──────── Data section ────────
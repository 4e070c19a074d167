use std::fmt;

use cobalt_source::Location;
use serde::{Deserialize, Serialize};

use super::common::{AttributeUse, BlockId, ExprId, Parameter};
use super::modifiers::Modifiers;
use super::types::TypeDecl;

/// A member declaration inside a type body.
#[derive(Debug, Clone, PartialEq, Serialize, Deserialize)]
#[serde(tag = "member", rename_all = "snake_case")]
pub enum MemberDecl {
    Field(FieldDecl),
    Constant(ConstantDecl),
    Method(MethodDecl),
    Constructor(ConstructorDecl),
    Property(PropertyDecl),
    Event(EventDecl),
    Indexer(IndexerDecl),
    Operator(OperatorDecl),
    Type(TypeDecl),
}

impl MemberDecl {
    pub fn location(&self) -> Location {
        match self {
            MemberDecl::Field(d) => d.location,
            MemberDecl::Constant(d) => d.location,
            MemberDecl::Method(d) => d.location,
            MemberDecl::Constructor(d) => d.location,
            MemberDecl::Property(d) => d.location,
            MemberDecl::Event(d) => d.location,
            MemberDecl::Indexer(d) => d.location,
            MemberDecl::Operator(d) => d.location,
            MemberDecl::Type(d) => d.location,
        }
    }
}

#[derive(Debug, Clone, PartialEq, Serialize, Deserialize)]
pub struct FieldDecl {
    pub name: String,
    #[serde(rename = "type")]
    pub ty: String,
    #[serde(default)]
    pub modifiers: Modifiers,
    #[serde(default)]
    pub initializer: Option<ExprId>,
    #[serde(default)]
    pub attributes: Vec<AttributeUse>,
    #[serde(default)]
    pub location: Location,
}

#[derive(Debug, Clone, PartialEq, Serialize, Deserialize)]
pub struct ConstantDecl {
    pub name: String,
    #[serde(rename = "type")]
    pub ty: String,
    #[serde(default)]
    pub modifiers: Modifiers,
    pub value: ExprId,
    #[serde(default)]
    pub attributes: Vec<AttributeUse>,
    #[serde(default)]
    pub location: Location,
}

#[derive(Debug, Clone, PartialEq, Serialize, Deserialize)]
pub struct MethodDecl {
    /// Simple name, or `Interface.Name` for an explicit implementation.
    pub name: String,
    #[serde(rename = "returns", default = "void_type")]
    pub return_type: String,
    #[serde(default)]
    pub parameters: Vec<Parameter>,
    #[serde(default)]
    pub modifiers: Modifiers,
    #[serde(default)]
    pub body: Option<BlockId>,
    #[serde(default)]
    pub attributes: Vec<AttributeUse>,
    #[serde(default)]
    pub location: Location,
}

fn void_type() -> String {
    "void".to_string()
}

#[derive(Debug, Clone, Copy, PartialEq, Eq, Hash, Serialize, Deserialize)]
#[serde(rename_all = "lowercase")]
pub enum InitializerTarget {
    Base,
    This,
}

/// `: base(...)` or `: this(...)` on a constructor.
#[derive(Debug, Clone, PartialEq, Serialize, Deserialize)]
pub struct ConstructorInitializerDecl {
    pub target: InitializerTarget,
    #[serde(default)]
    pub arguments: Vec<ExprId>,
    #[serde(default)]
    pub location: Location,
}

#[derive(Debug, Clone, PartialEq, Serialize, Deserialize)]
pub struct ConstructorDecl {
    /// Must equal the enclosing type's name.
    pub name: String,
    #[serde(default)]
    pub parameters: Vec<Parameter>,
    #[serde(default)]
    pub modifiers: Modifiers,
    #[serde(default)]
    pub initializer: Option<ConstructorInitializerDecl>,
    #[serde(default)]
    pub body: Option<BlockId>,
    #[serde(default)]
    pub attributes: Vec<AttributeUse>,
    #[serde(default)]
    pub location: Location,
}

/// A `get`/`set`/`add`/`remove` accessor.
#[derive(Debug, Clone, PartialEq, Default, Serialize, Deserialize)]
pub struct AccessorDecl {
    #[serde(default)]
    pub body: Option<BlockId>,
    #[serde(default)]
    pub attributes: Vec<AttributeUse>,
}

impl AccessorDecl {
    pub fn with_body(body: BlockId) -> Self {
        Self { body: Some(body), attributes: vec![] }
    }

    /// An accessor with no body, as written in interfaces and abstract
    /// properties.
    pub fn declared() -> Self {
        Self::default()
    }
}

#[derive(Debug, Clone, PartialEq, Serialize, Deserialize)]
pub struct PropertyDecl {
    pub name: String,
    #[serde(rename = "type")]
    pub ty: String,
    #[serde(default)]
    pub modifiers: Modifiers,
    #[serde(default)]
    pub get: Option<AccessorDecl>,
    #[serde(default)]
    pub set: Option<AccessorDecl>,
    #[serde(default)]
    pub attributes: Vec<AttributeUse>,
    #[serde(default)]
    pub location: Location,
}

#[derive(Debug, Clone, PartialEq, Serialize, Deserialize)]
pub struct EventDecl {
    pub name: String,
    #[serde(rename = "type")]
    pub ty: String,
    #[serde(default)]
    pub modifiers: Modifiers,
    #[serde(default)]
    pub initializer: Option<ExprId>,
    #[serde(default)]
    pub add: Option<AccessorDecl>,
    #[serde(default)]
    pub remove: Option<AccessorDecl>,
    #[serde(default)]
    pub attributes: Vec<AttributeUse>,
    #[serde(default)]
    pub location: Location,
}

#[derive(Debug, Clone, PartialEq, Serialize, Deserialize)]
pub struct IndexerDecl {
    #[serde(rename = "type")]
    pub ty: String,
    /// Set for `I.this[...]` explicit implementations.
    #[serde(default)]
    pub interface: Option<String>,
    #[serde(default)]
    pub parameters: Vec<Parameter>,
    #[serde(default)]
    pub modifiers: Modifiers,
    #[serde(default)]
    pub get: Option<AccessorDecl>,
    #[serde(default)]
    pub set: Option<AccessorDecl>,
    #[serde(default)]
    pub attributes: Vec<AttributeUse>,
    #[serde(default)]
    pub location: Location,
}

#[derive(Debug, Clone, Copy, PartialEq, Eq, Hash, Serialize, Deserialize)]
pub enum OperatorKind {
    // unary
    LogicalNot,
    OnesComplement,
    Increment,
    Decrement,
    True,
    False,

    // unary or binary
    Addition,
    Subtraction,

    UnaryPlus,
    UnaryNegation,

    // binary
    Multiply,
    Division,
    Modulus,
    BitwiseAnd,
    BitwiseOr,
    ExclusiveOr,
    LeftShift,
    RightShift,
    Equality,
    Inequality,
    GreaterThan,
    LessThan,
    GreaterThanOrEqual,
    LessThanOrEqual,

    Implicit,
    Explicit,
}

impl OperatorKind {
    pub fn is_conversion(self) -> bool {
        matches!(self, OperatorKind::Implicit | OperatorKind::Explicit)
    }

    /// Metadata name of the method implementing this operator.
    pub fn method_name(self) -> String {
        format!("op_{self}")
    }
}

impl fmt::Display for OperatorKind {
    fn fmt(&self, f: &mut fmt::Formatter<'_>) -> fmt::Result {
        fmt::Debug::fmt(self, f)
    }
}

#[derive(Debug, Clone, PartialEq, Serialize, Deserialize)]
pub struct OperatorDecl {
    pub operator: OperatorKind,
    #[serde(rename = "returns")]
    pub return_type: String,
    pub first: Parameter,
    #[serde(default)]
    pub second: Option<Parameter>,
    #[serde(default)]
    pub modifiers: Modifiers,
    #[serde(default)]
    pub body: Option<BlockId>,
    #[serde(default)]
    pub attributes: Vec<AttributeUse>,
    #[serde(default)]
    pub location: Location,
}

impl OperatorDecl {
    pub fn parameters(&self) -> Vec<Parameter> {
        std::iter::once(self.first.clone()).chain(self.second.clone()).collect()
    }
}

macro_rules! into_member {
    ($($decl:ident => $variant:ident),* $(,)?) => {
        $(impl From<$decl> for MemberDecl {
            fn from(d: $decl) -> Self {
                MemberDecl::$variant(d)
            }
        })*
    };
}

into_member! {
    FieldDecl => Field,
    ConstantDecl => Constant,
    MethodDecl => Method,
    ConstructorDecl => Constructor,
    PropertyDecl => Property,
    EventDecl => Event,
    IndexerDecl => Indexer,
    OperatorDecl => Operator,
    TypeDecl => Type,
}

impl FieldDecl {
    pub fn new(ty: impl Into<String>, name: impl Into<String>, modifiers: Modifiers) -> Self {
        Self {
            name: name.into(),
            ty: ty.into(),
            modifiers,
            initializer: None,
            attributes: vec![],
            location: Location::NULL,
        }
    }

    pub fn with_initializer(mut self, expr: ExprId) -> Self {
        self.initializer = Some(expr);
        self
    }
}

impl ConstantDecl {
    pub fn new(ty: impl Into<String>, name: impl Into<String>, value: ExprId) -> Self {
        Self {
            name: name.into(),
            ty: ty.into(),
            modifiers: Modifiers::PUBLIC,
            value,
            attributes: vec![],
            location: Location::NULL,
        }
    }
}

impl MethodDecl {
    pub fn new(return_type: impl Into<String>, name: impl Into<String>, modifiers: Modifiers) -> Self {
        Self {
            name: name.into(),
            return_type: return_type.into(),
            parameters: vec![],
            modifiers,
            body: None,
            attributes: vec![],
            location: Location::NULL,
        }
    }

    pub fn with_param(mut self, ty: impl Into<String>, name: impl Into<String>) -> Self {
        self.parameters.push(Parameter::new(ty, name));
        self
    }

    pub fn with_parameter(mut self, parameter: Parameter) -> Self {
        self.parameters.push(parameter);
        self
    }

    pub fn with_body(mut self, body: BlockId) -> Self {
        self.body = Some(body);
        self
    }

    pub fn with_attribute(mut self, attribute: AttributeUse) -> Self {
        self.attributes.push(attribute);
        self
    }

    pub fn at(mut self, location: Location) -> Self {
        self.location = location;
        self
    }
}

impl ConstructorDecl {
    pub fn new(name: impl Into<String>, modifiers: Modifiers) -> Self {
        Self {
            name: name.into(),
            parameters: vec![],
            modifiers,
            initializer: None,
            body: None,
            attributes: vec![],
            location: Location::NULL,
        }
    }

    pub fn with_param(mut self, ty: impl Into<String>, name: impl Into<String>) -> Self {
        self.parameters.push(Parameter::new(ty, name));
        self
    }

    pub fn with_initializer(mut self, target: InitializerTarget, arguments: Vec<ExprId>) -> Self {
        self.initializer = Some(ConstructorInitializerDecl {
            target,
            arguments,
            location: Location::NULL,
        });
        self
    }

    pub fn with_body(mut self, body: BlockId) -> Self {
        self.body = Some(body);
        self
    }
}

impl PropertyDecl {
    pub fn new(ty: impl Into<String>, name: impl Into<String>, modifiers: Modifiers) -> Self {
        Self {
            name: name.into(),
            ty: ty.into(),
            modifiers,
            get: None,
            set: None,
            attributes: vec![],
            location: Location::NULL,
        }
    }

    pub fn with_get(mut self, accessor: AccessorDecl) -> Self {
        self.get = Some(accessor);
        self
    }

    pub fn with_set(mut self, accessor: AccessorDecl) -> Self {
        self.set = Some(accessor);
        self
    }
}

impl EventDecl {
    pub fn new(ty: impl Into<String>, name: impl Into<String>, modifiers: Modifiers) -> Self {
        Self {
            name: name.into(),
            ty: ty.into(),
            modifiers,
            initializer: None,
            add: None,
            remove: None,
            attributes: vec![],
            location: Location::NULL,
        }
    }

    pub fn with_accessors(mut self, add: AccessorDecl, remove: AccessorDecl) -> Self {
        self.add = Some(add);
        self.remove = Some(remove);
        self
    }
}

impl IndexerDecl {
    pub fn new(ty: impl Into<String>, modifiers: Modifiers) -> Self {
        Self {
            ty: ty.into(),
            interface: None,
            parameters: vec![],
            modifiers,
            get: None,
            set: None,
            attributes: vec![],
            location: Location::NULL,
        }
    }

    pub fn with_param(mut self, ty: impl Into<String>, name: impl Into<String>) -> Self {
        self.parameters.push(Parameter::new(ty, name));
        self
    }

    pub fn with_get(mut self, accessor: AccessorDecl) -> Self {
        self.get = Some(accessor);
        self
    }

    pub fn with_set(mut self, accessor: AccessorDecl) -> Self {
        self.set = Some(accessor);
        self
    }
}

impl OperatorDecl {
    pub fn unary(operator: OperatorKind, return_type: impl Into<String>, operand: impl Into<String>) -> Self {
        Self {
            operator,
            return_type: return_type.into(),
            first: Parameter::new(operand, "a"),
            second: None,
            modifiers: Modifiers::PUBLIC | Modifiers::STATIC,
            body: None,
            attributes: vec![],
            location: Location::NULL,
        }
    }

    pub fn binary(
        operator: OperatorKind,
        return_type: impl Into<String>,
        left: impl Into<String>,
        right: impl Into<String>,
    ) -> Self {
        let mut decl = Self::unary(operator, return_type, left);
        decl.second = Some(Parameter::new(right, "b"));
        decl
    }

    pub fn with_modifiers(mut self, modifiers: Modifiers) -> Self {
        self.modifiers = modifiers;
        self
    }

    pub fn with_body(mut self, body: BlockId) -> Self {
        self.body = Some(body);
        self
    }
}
────────
:: Description of the task ::
Among the lines of the material above, find those with the word "super". Copy each one.

:: Exercise solution ::
use super::common::{AttributeUse, BlockId, ExprId, Parameter};
use super::modifiers::Modifiers;
use super::types::TypeDecl;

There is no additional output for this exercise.